Your task: Reproduce, character for character, the entries from their opening line through the line with "one spacing unit".

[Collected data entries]
--------------------

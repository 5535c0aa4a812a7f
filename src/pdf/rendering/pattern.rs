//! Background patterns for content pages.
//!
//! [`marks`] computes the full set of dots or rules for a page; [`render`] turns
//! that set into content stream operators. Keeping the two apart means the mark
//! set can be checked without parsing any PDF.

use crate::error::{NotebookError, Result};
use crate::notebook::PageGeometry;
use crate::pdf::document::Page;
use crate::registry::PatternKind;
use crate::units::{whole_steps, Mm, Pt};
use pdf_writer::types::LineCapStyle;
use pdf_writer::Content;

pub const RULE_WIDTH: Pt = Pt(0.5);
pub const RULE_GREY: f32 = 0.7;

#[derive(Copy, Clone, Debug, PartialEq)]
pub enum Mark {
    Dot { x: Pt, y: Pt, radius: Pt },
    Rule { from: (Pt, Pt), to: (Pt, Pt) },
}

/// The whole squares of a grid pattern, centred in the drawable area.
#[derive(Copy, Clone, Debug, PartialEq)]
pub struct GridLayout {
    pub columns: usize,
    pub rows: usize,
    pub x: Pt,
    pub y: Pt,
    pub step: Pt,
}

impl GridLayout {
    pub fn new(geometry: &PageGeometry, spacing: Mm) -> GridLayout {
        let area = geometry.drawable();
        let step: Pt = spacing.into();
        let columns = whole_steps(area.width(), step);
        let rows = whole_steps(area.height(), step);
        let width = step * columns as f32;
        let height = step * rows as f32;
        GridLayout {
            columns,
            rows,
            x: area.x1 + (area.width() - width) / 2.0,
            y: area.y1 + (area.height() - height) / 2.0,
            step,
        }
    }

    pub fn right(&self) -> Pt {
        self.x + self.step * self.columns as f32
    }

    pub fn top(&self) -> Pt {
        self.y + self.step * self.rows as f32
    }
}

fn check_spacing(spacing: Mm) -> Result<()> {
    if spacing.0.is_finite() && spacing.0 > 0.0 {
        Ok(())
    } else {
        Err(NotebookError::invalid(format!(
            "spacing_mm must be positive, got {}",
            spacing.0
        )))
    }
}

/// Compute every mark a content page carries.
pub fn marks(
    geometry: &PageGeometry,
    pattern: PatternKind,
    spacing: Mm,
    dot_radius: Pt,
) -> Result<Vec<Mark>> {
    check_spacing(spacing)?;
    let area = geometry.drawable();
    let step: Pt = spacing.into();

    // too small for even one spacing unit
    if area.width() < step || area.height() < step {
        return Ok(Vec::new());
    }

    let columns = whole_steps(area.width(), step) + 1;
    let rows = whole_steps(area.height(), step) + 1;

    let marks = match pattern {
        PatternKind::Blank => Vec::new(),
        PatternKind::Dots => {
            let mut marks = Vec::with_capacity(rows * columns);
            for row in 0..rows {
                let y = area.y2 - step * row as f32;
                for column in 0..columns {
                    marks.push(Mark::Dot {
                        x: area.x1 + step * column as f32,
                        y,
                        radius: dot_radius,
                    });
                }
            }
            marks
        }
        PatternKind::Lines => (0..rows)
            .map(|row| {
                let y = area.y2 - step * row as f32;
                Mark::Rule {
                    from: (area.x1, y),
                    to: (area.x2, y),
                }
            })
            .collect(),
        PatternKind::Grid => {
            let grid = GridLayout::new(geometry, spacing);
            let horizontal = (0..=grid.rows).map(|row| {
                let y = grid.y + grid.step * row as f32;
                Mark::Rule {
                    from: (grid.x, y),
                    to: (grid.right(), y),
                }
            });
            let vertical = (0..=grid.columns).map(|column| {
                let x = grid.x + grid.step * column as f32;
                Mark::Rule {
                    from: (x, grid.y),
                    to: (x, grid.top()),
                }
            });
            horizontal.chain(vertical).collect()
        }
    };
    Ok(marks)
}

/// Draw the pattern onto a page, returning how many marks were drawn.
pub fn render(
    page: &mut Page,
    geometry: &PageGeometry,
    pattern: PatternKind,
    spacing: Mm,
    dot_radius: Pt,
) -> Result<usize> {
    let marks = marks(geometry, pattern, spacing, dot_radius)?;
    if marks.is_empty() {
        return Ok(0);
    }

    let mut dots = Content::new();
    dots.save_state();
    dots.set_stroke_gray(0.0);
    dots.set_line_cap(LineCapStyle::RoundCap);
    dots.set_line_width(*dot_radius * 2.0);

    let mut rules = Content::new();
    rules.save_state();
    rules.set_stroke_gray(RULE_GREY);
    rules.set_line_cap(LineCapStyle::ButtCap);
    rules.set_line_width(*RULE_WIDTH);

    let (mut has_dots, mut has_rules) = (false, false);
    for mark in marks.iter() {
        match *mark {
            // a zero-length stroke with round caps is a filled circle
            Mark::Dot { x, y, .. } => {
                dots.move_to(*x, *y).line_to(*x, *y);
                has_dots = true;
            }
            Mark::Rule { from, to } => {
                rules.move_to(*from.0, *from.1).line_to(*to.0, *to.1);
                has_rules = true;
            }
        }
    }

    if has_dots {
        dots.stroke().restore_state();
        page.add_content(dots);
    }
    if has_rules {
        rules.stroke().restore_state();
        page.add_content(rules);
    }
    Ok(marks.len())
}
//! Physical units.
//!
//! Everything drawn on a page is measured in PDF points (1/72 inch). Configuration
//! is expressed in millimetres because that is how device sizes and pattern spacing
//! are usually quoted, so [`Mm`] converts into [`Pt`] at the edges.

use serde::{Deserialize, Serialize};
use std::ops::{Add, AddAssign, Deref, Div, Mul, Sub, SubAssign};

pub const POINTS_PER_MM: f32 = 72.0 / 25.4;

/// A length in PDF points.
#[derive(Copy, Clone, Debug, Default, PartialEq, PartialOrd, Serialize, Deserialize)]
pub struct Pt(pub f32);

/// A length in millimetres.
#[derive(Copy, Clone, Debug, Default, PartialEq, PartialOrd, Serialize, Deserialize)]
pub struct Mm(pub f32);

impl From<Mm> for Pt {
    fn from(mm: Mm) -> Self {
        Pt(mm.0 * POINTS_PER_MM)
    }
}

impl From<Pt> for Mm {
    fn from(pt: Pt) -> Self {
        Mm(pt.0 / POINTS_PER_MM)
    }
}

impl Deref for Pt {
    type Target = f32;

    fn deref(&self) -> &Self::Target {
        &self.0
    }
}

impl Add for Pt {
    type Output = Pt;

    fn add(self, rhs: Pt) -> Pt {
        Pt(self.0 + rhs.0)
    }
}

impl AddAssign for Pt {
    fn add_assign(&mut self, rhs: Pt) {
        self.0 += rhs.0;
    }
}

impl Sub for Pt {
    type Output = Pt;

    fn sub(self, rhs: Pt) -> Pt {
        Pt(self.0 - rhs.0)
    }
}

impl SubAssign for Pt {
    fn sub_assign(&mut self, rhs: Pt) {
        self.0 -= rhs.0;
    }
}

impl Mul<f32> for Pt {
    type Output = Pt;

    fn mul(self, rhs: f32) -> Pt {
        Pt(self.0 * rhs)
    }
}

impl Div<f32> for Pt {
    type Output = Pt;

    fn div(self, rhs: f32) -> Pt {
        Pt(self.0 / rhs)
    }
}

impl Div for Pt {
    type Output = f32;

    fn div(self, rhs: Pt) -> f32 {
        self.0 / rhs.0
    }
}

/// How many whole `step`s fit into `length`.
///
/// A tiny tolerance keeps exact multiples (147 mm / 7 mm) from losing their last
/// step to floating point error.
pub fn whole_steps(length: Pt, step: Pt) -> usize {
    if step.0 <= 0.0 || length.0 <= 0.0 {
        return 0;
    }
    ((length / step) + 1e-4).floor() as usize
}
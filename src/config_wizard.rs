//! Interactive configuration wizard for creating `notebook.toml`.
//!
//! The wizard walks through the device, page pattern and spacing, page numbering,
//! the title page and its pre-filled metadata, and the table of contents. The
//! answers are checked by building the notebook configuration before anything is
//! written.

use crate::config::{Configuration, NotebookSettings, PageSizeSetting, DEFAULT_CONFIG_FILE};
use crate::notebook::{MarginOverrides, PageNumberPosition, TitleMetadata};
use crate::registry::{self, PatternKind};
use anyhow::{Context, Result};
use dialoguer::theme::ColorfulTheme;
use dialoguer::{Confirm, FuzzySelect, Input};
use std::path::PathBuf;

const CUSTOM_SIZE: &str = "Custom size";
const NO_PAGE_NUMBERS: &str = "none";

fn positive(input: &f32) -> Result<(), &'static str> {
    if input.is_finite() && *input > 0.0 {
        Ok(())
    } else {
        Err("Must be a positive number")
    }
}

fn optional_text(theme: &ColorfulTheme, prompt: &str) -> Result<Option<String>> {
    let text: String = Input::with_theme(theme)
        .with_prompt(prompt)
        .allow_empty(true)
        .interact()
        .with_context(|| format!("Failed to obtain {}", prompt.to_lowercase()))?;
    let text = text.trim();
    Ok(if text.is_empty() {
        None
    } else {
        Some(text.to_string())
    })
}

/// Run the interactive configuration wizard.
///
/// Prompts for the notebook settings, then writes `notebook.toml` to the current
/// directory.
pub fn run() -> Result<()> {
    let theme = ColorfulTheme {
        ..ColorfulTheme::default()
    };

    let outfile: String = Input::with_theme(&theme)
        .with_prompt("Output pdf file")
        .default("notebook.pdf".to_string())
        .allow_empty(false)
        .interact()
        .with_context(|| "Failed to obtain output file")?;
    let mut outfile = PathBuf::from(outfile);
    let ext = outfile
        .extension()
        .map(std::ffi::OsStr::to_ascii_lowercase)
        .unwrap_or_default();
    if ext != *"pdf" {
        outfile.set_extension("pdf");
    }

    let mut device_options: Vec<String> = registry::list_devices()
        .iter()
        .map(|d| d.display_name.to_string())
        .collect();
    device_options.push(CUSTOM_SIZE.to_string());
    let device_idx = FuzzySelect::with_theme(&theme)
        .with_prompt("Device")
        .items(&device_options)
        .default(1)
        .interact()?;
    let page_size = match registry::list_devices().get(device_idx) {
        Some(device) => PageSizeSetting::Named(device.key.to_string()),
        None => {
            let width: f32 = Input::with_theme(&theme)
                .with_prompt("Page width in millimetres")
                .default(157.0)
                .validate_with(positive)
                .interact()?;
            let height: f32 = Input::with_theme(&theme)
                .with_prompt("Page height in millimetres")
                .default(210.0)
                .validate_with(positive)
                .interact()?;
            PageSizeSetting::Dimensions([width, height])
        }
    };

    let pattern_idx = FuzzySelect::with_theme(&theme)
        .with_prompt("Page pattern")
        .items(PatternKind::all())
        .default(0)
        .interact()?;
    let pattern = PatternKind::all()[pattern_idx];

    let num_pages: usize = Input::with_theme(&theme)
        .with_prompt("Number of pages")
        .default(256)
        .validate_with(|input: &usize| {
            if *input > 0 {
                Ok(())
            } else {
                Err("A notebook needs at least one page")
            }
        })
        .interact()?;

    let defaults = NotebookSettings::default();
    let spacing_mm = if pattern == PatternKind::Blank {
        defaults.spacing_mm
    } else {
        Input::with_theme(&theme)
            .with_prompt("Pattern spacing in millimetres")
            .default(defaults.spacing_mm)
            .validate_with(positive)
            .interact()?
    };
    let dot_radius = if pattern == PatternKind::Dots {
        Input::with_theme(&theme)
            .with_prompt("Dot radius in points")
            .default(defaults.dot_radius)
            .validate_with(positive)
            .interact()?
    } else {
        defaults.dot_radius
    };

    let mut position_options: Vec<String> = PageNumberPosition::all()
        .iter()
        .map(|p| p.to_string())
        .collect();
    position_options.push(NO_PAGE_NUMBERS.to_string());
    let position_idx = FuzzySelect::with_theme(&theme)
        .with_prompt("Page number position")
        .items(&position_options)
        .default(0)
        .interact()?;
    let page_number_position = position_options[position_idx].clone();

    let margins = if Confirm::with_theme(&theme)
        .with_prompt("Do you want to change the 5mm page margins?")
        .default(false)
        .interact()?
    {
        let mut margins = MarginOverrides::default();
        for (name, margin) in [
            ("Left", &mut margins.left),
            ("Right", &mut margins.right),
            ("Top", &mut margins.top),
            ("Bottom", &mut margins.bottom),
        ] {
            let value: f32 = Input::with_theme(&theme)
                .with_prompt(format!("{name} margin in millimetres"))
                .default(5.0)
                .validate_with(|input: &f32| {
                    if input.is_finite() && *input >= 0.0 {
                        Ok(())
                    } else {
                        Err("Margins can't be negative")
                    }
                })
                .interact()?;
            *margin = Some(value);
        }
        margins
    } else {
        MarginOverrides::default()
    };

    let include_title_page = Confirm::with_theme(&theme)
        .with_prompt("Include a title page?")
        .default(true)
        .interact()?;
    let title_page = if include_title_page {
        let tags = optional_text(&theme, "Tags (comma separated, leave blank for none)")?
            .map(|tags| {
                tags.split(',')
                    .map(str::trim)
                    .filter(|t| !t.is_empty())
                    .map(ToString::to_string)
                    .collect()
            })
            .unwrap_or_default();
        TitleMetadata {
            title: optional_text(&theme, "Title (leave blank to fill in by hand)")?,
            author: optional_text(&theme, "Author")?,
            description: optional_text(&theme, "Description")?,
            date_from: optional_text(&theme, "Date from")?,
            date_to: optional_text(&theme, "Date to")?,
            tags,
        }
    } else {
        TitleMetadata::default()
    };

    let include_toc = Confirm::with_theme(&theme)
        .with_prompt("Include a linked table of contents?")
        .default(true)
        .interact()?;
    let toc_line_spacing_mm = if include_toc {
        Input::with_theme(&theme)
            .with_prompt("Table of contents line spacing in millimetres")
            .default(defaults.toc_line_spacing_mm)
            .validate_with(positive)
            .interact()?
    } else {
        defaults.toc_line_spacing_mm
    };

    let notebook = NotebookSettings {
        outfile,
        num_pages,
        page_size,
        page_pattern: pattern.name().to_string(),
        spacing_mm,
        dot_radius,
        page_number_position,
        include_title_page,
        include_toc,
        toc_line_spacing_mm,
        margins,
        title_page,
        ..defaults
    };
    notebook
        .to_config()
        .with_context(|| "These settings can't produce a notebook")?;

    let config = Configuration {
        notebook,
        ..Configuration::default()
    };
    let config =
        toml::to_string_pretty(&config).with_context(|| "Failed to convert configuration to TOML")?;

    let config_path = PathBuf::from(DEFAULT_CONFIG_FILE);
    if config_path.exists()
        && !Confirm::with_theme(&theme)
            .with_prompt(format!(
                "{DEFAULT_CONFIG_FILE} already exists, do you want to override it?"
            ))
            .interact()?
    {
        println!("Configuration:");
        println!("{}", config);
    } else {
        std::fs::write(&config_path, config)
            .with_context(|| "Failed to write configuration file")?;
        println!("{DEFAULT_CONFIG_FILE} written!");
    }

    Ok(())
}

--------------------

Solved problem:
repository 5535c0aa4a812a7f
filename src/pdf/rendering/pattern.rs
//! Background patterns for content pages.
//!
//! [`marks`] computes the full set of dots or rules for a page; [`render`] turns
//! that set into content stream operators. Keeping the two apart means the mark
//! set can be checked without parsing any PDF.

use crate::error::{NotebookError, Result};
use crate::notebook::PageGeometry;
use crate::pdf::document::Page;
use crate::registry::PatternKind;
use crate::units::{whole_steps, Mm, Pt};
use pdf_writer::types::LineCapStyle;
use pdf_writer::Content;

pub const RULE_WIDTH: Pt = Pt(0.5);
pub const RULE_GREY: f32 = 0.7;

#[derive(Copy, Clone, Debug, PartialEq)]
pub enum Mark {
    Dot { x: Pt, y: Pt, radius: Pt },
    Rule { from: (Pt, Pt), to: (Pt, Pt) },
}

/// The whole squares of a grid pattern, centred in the drawable area.
#[derive(Copy, Clone, Debug, PartialEq)]
pub struct GridLayout {
    pub columns: usize,
    pub rows: usize,
    pub x: Pt,
    pub y: Pt,
    pub step: Pt,
}

impl GridLayout {
    pub fn new(geometry: &PageGeometry, spacing: Mm) -> GridLayout {
        let area = geometry.drawable();
        let step: Pt = spacing.into();
        let columns = whole_steps(area.width(), step);
        let rows = whole_steps(area.height(), step);
        let width = step * columns as f32;
        let height = step * rows as f32;
        GridLayout {
            columns,
            rows,
            x: area.x1 + (area.width() - width) / 2.0,
            y: area.y1 + (area.height() - height) / 2.0,
            step,
        }
    }

    pub fn right(&self) -> Pt {
        self.x + self.step * self.columns as f32
    }

    pub fn top(&self) -> Pt {
        self.y + self.step * self.rows as f32
    }
}

fn check_spacing(spacing: Mm) -> Result<()> {
    if spacing.0.is_finite() && spacing.0 > 0.0 {
        Ok(())
    } else {
        Err(NotebookError::invalid(format!(
            "spacing_mm must be positive, got {}",
            spacing.0
        )))
    }
}

/// Compute every mark a content page carries.
pub fn marks(
    geometry: &PageGeometry,
    pattern: PatternKind,
    spacing: Mm,
    dot_radius: Pt,
) -> Result<Vec<Mark>> {
    check_spacing(spacing)?;
    let area = geometry.drawable();
    let step: Pt = spacing.into();

    // too small for even one spacing unit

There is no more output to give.